Chronic obstructive pulmonary disease (COPD) is known as a major disease which poses substantial socioeconomic burden especially in Asia [1]. Although the Global Initiative for Chronic Obstructive Lung Disease (GOLD) document recommends how to treat COPD patients, there has been no universal Asian recommendation [2]. Also, economic status varies in Asian countries and the medical system is heterogeneous. Thus, it is expected that COPD treatment status in Asia would be very heterogeneous. However, there have been few publications that have analyzed and compared clinical characteristics and treatment status in Asia. The purpose of this study is to describe clinical characteristics and current medical treatment status of COPD in Asia Pacific countries.

This was a cross-sectional study that analyzed treatment status of COPD in four Asia Pacific countries; South Korea, Japan, Indonesia, and Australia. Data on South Korean COPD patients were extracted by the Korea COPD Subgroup Study (KOCOSS) database, a nationwide multicenter cohort of South Korean COPD patients [3]. Japanese data were collected by COPD Assessment in Practice (CAP) study, a multicenter cross-sectional study that enrolled clinical diagnosis of COPD patients who have not experienced exacerbation in a previous month [4]. Indonesian data were collected by the outpatient clinic at Phersahabatan General Hospital. Also, Australian data were previously published claims data extracted from the Australian Government Department of Veterans’ Affairs (DVA) [5]. Baseline characteristics including age, sex, smoking history, and body mass index (BMI) were collected. Additionally, clinical characteristics associated with COPD including lung function test results, COPD Assessment Test (CAT) scores, history of exacerbation in previous year, and pharmacologic regimens were evaluated.

Table 1 summarizes the differences in clinical characteristics of COPD patients between Asian countries. COPD patients in Australia were relatively older and more likely to be female, compared to other countries. The proportion of never-smokers was highest in Indonesia, and least in the Japanese COPD population. Results of lung function tests also showed heterogeneous results. Post-bronchodilator forced expiratory volume in 1 second was lowest in Indonesians, followed by Japanese and South Koreans. The total CAT score was higher in South Korean patients com pared to Indonesian patients, and a history of exacerbation in the previous year was highest in Indonesian patients. Long-acting muscarinic antagonist (LAMA) were most frequently used in Australia, but used in only 2.7% of patients in Indonesia. Triple therapy was most frequently used in Japan and South Korea, and least used in Indonesia. In contrast, inhaled corticosteroid plus LABA combination agents were most frequently used in Indonesia, and least used in South Korea.
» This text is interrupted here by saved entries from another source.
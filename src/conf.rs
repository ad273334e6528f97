use anyhow::{Context, Result};
use serde::{Deserialize, Serialize};
use std::collections::{HashMap, HashSet};
use std::fs;
use std::path::Path;

/// Ledger filenames probed, in priority order, when `--file` is absent.
pub const LEDGER_FILES: &[&str] = &["vendor.toml", "vendrs.toml", "deps.toml"];

/// Filename of the derived lock snapshot written after cleanup.
pub const LOCK_FILE: &str = "vendor.lock";

/// One external package dependency.
///
/// `package` is the unique identity: two entries with equal `package` are
/// duplicates regardless of every other field.
#[derive(Debug, Clone, Default, PartialEq, Serialize, Deserialize)]
pub struct Dep {
    pub package: String,
    /// Branch name, tag, or commit. Must be non-empty before any fetch.
    #[serde(default, skip_serializing_if = "String::is_empty")]
    pub version: String,
    /// Explicit remote URL override.
    #[serde(default, skip_serializing_if = "Option::is_none")]
    pub repo: Option<String>,
    /// Also scan this dependency's own manifest for nested dependencies.
    #[serde(default, skip_serializing_if = "is_false")]
    pub transitive: bool,
    /// Frozen: never re-resolve or re-fetch in update mode.
    #[serde(default, skip_serializing_if = "is_false")]
    pub lock: bool,
    /// Source tree lives under `staging/src` inside the fetched repository.
    #[serde(default, skip_serializing_if = "is_false")]
    pub staging: bool,
}

fn is_false(b: &bool) -> bool {
    !*b
}

/// The dependency ledger: ordered entries plus vendoring policy.
#[derive(Debug, Clone, Default, Serialize, Deserialize)]
pub struct Conf {
    /// Import path of the project's own source tree. Used to exclude
    /// self-references from the import graph.
    #[serde(default, skip_serializing_if = "String::is_empty")]
    pub package: String,
    /// Relative paths removed from the vendor directory regardless of usage.
    #[serde(default, skip_serializing_if = "Vec::is_empty")]
    pub excludes: Vec<String>,
    /// Keep-list: packages retained even if nothing imports them.
    #[serde(default, skip_serializing_if = "Vec::is_empty")]
    pub packages: Vec<String>,
    #[serde(default, skip_serializing_if = "Vec::is_empty")]
    pub imports: Vec<Dep>,
    #[serde(skip)]
    index: HashMap<String, Dep>,
}

impl Conf {
    /// Ledger with the given entries; the lookup index is built eagerly.
    pub fn with_imports(imports: Vec<Dep>) -> Self {
        let mut conf = Conf {
            imports,
            ..Default::default()
        };
        conf.rebuild_index();
        conf
    }

    pub fn load(path: &Path) -> Result<Self> {
        let content = fs::read_to_string(path)
            .with_context(|| format!("failed to read ledger file {}", path.display()))?;
        let mut conf: Conf = toml::from_str(&content)
            .with_context(|| format!("malformed ledger file {}", path.display()))?;
        conf.rebuild_index();
        Ok(conf)
    }

    /// Write the ledger, entries sorted by package path.
    pub fn save(&self, path: &Path) -> Result<()> {
        let mut sorted = self.clone();
        sorted.imports.sort_by(|a, b| a.package.cmp(&b.package));
        let content = toml::to_string_pretty(&sorted)?;
        fs::write(path, content)
            .with_context(|| format!("failed to write ledger file {}", path.display()))?;
        Ok(())
    }

    pub fn get(&self, package: &str) -> Option<&Dep> {
        self.index.get(package)
    }

    /// Drop later duplicates, keeping the first entry per unique package and
    /// the relative order of first occurrences. Returns the number removed.
    pub fn dedupe(&mut self) -> usize {
        let before = self.imports.len();
        let mut seen = HashSet::new();
        self.imports.retain(|dep| seen.insert(dep.package.clone()));
        self.rebuild_index();
        before - self.imports.len()
    }

    /// Fold newly discovered entries in. Entries whose package already exists
    /// are discarded: pre-existing entries always win.
    pub fn merge(&mut self, new_entries: Vec<Dep>) {
        for dep in new_entries {
            if self.index.contains_key(&dep.package) {
                continue;
            }
            self.imports.push(dep);
        }
        self.dedupe();
    }

    fn rebuild_index(&mut self) {
        self.index.clear();
        for dep in &self.imports {
            // First occurrence wins in the index too.
            self.index
                .entry(dep.package.clone())
                .or_insert_with(|| dep.clone());
        }
    }
}

#[cfg(test)]
mod tests {
    use super::*;

    fn dep(package: &str, version: &str, repo: Option<&str>) -> Dep {
        Dep {
            package: package.to_string(),
            version: version.to_string(),
            repo: repo.map(str::to_string),
            ..Default::default()
        }
    }

    fn conf_with(imports: Vec<Dep>) -> Conf {
        Conf::with_imports(imports)
    }

    #[test]
    fn test_dedupe_removal_counts() {
        let cases: Vec<(Vec<Dep>, usize)> = vec![
            (vec![dep("package1", "version1", None)], 0),
            (
                vec![
                    dep("package1", "version1", None),
                    dep("package2", "version1", Some("repoA")),
                ],
                0,
            ),
            (
                vec![
                    dep("package1", "version1", None),
                    dep("package2", "version1", Some("repoA")),
                    dep("package1", "version1", None),
                ],
                1,
            ),
            (
                vec![
                    dep("package1", "version1", None),
                    dep("package2", "version1", Some("repoA")),
                    dep("package1", "version1", None),
                    dep("package1", "version1", None),
                ],
                2,
            ),
            (
                vec![
                    dep("package1", "version1", None),
                    dep("package2", "version1", Some("repoA")),
                    dep("package1", "version1", None),
                    dep("package1", "version1", None),
                    dep("package2", "version2", Some("repoB")),
                    dep("package3", "version1", Some("repoA")),
                ],
                3,
            ),
        ];

        for (i, (imports, duplicates)) in cases.into_iter().enumerate() {
            let mut conf = conf_with(imports);
            let removed = conf.dedupe();
            assert_eq!(removed, duplicates, "case {} removed wrong count", i);
        }
    }

    #[test]
    fn test_dedupe_is_idempotent_and_keeps_first() {
        let mut conf = conf_with(vec![
            dep("a", "v1", None),
            dep("b", "v1", None),
            dep("a", "v2", Some("other")),
        ]);
        conf.dedupe();
        assert_eq!(conf.imports.len(), 2);
        assert_eq!(conf.imports[0].package, "a");
        assert_eq!(conf.imports[0].version, "v1");
        assert_eq!(conf.imports[1].package, "b");

        let again = conf.dedupe();
        assert_eq!(again, 0);
        assert_eq!(conf.imports.len(), 2);
    }

    #[test]
    fn test_merge_never_overwrites_existing() {
        let mut conf = conf_with(vec![dep("a", "v1", None)]);
        conf.merge(vec![
            dep("a", "v9", Some("hijack")),
            dep("b", "v2", None),
            dep("b", "v3", None),
        ]);
        assert_eq!(conf.imports.len(), 2);
        assert_eq!(conf.get("a").unwrap().version, "v1");
        assert!(conf.get("a").unwrap().repo.is_none());
        assert_eq!(conf.get("b").unwrap().version, "v2");
    }

    #[test]
    fn test_get_uses_index() {
        let conf = conf_with(vec![dep("x/y", "v1", None)]);
        assert!(conf.get("x/y").is_some());
        assert!(conf.get("x").is_none());
    }

    #[test]
    fn test_roundtrip_sorted_by_package() {
        let dir = tempfile::tempdir().unwrap();
        let path = dir.path().join("vendor.toml");

        let mut conf = conf_with(vec![
            dep("zeta.io/z/pkg", "v2.0.0", None),
            Dep {
                package: "alpha.io/a/pkg".to_string(),
                version: "master".to_string(),
                repo: Some("https://example.com/a.git".to_string()),
                transitive: true,
                lock: true,
                staging: false,
            },
        ]);
        conf.package = "example.com/me/project".to_string();
        conf.excludes = vec!["zeta.io/z/pkg/testdata".to_string()];
        conf.packages = vec!["alpha.io/a/pkg/extras".to_string()];
        conf.save(&path).unwrap();

        let loaded = Conf::load(&path).unwrap();
        assert_eq!(loaded.package, "example.com/me/project");
        assert_eq!(loaded.imports.len(), 2);
        assert_eq!(loaded.imports[0].package, "alpha.io/a/pkg");
        assert!(loaded.imports[0].transitive);
        assert!(loaded.imports[0].lock);
        assert_eq!(loaded.imports[1].package, "zeta.io/z/pkg");
        assert_eq!(loaded.excludes, conf.excludes);
        assert_eq!(loaded.packages, conf.packages);
        assert_eq!(
            loaded.get("alpha.io/a/pkg").unwrap().repo.as_deref(),
            Some("https://example.com/a.git")
        );
    }
}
Clinical characteristics of COPD patients in Asian countries

As shown in the present analysis, there was heterogeneity in clinical characteristics and treatment between Asian countries. There were some notable differences in age, sex, smoking history, lung function, CAT score, exacerbation rates, and use of pharmacologic agents. In this study, most of the COPD patients were male, except for Australia, for which nearly half of the patients were female. One of the most important reasons for this difference may be gender difference of the smoking rate between the countries. In the World Health Organization (WHO) report of 2019, gender difference of tobacco use was greater in Asian countries compared to most of the European countries and the United States [6]. In this report, there were relatively similar smoking rates between males and females in Australia (13.8% vs. 10.7%, respectively), which may explain the similar gender difference of COPD prevalence in Australia in our study. Also, DVA provides care to veterans as well as their widows, which may also explain the higher proportion of females with COPD in this data. Previous studies have also reported that the proportion of females among COPD patients was mostly low in Asian countries compared to other regions [3,7-9].

In this analysis of clinical characteristics associated with COPD, lung function was worse in Indonesia, compared to South Korea and Japan. As poor lung function is one of the most important risk factors for exacerbation, the proportion of patients who experienced an exacerbation in the previous year was highest in Indonesia, compared to other countries [10]. Also, relatively lower BMI may have affected frequent exacerbation in Indonesian patients [11]. However, relatively lower CAT score in Indonesia despite poor lung function should be investigated in further studies. There were major differences in medication use between the countries. The differences in the data collection timelines, the local guidelines, the cost of the inhaler, and physicians’ awareness may be associated with these differences.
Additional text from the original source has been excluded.